Content starts

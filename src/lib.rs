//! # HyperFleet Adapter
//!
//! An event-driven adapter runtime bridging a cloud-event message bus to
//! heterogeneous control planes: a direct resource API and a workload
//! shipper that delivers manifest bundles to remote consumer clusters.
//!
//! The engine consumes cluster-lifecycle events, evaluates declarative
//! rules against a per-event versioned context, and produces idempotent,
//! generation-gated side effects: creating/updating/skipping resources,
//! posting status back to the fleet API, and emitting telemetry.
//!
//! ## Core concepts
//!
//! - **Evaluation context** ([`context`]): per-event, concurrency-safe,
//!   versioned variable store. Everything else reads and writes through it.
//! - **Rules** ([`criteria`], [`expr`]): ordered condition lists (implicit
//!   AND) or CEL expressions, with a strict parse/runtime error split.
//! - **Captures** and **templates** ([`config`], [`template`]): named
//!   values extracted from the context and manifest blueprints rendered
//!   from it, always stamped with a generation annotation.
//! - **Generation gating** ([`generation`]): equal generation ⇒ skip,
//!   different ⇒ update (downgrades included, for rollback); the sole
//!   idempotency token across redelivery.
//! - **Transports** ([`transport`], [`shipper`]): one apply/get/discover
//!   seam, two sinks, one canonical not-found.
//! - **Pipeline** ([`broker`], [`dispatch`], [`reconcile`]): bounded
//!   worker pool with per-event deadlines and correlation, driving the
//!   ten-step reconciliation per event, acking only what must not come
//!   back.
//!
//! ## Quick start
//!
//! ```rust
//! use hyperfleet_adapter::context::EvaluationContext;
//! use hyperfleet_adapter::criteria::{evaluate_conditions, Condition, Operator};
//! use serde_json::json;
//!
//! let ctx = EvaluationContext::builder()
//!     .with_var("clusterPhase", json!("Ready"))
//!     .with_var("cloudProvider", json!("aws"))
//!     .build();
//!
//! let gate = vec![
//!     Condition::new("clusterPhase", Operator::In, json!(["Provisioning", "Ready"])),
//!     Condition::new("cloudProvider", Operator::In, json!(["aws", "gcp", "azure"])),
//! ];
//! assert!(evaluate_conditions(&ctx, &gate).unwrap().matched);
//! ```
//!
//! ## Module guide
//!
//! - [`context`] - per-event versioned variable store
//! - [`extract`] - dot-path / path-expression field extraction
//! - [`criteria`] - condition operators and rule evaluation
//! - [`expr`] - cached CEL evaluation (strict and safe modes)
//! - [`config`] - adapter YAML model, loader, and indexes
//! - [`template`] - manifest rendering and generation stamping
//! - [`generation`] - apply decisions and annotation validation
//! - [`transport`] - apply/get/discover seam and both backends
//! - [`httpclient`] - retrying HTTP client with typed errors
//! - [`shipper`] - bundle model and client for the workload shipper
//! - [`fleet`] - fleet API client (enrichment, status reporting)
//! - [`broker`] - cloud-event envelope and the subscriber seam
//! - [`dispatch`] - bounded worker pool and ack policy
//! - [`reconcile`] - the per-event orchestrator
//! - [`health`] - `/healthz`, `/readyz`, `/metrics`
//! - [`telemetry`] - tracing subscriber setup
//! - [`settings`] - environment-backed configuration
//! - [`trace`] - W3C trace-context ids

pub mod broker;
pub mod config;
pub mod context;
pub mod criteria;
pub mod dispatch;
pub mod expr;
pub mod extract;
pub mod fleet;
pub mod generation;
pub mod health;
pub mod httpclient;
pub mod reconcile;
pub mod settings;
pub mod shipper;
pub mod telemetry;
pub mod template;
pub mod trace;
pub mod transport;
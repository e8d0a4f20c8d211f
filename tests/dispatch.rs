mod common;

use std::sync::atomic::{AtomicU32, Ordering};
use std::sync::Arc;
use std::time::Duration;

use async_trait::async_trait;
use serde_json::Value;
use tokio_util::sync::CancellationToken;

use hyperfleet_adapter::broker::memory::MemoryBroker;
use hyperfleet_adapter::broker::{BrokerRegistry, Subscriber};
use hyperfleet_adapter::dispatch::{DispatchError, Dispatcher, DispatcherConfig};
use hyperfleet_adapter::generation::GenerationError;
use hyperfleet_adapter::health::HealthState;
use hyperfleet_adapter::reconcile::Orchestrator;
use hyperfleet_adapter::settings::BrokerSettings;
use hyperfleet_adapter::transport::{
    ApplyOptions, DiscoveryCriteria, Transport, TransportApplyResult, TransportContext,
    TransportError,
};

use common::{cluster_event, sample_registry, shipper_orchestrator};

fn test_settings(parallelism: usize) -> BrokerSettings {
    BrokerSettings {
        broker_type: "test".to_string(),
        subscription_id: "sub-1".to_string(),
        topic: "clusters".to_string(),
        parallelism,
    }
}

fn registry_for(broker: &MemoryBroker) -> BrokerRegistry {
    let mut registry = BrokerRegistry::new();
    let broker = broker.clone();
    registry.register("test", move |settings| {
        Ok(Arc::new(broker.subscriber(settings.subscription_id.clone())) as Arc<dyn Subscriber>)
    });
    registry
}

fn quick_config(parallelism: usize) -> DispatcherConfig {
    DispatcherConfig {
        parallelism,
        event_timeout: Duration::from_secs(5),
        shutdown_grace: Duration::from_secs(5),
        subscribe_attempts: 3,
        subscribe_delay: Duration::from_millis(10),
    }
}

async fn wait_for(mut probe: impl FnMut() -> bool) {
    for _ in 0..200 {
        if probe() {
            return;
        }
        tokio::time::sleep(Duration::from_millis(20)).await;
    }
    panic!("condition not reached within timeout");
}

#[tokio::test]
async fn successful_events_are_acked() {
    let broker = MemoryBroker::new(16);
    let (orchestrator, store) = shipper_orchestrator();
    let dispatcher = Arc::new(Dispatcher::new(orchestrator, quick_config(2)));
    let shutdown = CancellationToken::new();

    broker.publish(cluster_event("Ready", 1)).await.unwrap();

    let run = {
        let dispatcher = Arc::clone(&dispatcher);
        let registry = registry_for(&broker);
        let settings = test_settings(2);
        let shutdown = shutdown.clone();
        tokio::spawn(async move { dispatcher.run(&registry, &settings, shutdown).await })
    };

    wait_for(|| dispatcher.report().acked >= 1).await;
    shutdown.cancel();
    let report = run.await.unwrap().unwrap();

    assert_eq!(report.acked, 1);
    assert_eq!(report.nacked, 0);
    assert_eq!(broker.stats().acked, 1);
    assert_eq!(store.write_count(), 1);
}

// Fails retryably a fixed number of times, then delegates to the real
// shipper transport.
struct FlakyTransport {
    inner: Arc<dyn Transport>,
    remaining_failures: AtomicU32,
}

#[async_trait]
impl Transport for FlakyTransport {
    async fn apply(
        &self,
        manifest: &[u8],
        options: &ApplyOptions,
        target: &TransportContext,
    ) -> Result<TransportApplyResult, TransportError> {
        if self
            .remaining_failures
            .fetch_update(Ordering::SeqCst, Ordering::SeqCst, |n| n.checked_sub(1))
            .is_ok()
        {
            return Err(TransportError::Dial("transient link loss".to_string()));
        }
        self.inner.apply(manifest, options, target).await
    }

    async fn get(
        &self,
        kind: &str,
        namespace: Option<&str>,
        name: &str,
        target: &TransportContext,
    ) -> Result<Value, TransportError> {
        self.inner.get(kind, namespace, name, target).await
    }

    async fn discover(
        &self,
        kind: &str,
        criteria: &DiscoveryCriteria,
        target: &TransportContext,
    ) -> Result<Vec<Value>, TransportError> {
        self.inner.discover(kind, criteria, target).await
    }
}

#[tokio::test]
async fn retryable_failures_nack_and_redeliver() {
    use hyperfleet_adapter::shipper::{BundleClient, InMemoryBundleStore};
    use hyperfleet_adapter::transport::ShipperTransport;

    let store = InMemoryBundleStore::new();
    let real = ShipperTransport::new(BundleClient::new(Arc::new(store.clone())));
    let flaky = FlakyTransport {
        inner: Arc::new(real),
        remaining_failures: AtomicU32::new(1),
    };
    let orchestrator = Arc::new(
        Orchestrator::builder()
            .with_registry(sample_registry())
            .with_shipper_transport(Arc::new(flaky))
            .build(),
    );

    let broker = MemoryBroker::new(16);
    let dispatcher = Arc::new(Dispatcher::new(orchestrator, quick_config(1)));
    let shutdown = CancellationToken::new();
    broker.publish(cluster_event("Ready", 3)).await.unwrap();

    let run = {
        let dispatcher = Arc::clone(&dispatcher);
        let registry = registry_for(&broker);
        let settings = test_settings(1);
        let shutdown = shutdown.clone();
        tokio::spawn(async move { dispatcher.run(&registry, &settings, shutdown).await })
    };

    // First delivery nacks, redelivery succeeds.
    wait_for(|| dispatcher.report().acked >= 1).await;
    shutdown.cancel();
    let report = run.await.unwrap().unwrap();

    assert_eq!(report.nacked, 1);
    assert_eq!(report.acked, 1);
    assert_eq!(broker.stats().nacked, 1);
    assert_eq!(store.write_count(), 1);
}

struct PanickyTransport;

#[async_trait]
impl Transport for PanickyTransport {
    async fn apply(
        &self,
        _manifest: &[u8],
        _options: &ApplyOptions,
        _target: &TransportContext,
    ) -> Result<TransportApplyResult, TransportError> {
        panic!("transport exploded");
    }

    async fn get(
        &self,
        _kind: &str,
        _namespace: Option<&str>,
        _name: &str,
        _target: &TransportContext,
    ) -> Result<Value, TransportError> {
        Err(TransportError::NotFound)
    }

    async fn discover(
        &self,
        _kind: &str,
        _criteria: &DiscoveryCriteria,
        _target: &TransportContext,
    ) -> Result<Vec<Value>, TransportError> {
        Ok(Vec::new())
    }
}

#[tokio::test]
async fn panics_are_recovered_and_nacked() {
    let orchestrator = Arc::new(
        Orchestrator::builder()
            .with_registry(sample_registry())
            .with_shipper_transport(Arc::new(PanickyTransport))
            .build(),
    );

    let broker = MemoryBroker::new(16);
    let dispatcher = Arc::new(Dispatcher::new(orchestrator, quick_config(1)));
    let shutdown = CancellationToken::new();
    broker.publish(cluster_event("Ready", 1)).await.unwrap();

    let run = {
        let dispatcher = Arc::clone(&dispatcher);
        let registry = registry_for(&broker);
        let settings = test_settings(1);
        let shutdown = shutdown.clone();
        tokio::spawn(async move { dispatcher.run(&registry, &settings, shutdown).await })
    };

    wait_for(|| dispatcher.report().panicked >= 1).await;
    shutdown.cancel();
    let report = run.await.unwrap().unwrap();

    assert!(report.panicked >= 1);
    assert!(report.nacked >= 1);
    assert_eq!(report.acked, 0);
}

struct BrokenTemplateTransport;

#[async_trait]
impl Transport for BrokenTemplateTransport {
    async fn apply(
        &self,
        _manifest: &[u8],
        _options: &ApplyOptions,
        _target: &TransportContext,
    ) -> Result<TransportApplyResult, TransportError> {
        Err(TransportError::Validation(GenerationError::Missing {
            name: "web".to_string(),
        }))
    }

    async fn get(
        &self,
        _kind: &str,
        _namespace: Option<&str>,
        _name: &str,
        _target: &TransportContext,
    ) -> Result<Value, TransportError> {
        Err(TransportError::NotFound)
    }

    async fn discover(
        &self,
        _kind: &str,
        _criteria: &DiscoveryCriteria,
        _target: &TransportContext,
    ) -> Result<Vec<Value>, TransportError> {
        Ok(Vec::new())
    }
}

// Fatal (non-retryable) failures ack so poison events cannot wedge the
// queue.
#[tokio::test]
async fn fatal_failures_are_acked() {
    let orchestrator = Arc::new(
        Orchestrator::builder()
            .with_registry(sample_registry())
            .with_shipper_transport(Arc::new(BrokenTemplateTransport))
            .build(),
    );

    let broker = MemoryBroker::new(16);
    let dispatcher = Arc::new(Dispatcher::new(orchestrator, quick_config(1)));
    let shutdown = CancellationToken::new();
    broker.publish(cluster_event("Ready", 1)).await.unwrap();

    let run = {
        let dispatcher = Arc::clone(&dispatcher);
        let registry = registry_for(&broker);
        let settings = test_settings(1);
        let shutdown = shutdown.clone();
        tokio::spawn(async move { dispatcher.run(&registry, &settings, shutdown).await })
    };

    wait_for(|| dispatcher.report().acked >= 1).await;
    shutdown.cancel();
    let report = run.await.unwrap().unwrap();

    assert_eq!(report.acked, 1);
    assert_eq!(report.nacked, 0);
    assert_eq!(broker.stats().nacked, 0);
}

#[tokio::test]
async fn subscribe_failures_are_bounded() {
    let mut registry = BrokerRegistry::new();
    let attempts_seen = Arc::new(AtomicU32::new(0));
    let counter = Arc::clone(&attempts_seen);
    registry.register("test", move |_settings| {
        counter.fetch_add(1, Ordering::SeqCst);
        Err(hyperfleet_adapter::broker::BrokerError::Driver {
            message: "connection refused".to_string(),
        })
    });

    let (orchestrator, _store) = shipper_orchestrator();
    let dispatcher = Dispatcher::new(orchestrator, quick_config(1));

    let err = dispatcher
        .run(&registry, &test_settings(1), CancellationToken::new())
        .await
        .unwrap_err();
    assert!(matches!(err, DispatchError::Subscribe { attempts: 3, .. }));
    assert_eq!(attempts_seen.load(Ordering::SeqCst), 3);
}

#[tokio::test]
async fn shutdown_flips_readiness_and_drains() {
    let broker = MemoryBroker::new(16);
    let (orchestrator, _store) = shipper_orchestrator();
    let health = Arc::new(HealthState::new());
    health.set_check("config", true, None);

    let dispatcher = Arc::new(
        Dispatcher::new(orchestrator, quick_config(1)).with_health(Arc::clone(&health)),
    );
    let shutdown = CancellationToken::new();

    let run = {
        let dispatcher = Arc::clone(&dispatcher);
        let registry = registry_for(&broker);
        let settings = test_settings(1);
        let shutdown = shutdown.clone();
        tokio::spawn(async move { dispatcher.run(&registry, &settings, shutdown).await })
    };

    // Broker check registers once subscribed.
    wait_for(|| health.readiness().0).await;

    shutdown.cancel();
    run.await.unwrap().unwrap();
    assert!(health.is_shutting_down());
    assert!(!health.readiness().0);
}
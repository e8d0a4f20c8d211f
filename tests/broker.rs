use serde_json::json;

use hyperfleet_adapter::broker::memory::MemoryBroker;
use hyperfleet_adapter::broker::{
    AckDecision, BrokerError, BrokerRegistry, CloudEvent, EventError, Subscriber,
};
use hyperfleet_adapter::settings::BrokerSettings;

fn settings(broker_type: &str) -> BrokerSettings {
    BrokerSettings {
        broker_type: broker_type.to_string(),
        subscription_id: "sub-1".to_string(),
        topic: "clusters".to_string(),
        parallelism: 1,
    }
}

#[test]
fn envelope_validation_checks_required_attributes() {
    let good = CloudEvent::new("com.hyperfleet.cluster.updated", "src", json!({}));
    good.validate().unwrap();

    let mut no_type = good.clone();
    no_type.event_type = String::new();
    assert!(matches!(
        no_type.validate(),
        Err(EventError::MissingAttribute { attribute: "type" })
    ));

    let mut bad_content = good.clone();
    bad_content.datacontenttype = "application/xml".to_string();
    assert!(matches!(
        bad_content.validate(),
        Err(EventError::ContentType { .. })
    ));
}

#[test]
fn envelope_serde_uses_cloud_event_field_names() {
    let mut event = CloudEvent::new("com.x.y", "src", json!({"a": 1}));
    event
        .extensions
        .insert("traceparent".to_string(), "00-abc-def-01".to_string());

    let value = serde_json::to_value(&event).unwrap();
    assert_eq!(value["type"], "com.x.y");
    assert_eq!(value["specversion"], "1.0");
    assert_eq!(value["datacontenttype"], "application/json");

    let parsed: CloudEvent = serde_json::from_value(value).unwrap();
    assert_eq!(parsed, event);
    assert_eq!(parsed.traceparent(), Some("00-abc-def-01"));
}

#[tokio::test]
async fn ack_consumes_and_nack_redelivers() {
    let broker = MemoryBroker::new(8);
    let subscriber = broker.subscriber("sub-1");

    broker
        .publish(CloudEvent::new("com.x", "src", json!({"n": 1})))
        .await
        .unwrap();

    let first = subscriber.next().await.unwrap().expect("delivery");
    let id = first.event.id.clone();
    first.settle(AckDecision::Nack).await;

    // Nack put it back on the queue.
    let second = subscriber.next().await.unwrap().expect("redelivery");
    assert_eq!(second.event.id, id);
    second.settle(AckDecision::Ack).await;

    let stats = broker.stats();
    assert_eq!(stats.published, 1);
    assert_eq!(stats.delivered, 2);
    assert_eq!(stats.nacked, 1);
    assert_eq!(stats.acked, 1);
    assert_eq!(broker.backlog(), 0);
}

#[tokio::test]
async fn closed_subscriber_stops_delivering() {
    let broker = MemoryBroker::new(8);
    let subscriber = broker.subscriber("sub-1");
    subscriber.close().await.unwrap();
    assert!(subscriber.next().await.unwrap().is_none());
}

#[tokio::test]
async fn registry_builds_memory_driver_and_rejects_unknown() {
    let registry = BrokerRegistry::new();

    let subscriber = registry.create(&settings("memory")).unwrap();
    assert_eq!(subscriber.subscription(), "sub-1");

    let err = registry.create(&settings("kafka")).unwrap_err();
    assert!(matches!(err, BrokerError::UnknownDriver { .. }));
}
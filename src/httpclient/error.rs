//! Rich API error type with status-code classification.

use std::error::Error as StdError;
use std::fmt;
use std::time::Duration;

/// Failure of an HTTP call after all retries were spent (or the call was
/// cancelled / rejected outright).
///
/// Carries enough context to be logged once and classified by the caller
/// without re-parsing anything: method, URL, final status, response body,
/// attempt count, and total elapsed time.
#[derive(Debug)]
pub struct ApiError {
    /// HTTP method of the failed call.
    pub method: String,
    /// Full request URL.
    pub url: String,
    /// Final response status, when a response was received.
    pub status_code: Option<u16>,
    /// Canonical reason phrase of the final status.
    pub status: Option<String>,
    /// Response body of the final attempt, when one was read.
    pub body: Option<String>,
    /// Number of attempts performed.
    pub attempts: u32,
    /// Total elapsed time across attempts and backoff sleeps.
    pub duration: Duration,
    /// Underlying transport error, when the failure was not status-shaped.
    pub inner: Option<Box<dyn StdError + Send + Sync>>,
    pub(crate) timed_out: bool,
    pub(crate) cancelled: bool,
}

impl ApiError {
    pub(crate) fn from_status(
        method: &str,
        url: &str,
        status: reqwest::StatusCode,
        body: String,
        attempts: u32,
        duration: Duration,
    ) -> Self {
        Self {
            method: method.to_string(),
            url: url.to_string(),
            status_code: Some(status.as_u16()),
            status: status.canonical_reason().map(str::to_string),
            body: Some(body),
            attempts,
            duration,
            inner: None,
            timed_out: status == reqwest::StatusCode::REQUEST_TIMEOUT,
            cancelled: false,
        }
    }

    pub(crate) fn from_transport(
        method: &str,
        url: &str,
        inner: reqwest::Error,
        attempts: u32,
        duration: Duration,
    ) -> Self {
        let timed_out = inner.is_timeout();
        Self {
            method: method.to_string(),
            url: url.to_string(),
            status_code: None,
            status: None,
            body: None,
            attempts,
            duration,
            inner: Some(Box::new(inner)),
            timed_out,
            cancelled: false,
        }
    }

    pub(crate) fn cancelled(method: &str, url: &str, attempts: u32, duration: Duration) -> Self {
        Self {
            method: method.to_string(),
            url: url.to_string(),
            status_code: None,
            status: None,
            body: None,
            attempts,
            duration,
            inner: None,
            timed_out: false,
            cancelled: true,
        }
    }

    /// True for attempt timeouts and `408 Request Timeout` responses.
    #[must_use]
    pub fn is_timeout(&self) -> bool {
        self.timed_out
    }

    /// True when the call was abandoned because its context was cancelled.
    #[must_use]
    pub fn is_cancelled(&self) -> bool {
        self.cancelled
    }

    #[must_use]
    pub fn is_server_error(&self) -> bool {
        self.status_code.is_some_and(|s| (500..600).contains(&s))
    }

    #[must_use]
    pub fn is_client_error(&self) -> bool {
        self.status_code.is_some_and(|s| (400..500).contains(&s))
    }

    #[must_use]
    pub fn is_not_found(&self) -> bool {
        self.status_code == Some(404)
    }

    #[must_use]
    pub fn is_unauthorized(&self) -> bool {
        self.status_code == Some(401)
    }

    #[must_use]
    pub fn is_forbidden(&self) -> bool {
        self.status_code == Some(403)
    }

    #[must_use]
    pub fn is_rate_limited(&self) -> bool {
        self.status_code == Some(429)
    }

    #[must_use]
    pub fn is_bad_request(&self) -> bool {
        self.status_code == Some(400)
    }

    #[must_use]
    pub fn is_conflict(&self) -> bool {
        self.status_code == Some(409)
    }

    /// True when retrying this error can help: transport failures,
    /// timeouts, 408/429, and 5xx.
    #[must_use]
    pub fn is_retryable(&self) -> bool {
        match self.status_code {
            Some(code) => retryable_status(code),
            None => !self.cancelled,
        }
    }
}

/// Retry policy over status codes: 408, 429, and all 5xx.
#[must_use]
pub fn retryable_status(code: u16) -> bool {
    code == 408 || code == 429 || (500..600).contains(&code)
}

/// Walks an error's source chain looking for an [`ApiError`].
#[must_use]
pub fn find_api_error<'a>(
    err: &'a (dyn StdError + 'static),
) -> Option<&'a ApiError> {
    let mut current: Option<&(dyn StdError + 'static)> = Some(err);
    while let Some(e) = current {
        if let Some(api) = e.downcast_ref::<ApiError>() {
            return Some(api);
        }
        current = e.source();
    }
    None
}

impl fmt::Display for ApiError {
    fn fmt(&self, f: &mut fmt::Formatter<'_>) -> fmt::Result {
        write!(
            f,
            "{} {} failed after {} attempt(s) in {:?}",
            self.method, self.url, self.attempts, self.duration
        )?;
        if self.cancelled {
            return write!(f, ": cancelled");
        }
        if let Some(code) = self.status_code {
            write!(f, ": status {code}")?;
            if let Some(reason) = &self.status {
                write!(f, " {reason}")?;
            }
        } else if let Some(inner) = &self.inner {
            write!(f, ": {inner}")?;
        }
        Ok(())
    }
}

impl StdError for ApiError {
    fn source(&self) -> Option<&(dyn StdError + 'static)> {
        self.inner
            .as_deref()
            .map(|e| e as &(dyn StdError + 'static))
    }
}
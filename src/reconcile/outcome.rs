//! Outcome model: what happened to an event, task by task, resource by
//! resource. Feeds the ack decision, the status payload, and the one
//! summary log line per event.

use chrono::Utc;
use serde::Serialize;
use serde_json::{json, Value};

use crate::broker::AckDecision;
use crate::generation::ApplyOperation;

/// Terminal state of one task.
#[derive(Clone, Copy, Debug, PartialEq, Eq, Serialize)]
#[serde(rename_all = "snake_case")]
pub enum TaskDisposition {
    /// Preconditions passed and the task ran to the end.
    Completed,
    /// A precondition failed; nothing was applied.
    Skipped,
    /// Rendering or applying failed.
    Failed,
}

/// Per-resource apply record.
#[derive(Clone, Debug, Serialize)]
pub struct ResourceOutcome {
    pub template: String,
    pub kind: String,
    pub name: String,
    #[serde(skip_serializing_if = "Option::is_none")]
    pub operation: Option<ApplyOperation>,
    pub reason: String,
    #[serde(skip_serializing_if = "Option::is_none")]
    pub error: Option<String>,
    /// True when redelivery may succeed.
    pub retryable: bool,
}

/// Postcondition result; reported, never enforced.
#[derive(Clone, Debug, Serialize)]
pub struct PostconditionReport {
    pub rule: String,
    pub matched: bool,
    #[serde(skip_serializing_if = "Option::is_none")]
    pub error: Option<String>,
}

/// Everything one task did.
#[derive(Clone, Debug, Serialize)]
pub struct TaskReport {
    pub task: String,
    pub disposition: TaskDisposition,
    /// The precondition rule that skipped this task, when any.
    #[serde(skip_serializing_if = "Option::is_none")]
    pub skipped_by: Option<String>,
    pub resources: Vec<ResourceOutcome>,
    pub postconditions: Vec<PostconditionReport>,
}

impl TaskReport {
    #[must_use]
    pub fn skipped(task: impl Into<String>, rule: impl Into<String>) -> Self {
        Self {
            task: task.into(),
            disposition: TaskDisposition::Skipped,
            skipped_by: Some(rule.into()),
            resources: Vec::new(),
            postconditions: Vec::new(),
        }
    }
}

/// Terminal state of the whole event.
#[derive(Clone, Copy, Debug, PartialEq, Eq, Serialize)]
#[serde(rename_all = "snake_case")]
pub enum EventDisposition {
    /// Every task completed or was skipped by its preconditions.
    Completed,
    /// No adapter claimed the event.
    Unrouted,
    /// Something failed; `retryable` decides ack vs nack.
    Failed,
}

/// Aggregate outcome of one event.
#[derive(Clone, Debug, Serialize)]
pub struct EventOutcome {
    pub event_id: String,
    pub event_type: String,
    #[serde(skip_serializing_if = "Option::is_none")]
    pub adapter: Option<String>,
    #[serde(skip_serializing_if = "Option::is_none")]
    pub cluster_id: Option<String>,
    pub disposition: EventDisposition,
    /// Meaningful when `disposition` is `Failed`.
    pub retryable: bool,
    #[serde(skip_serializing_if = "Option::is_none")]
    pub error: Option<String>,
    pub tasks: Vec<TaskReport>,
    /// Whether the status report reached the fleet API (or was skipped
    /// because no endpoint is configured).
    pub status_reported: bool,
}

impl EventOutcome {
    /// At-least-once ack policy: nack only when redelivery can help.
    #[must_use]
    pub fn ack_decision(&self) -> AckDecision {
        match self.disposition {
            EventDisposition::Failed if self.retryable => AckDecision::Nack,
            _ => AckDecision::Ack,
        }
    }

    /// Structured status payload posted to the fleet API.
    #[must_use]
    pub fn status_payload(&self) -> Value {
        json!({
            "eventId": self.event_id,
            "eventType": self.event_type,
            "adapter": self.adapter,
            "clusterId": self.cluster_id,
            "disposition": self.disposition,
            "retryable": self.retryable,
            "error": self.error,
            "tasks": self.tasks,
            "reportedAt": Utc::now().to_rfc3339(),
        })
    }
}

Content ends

* **TASK DESCRIPTION**: Please output an exact copy of the lines above, from the opening line of the data down to the line that contains "events, evaluates declarative".

* **REPLY**:
filename src/lib.rs
//! # HyperFleet Adapter
//!
//! An event-driven adapter runtime bridging a cloud-event message bus to
//! heterogeneous control planes: a direct resource API and a workload
//! shipper that delivers manifest bundles to remote consumer clusters.
//!
//! The engine consumes cluster-lifecycle events, evaluates declarative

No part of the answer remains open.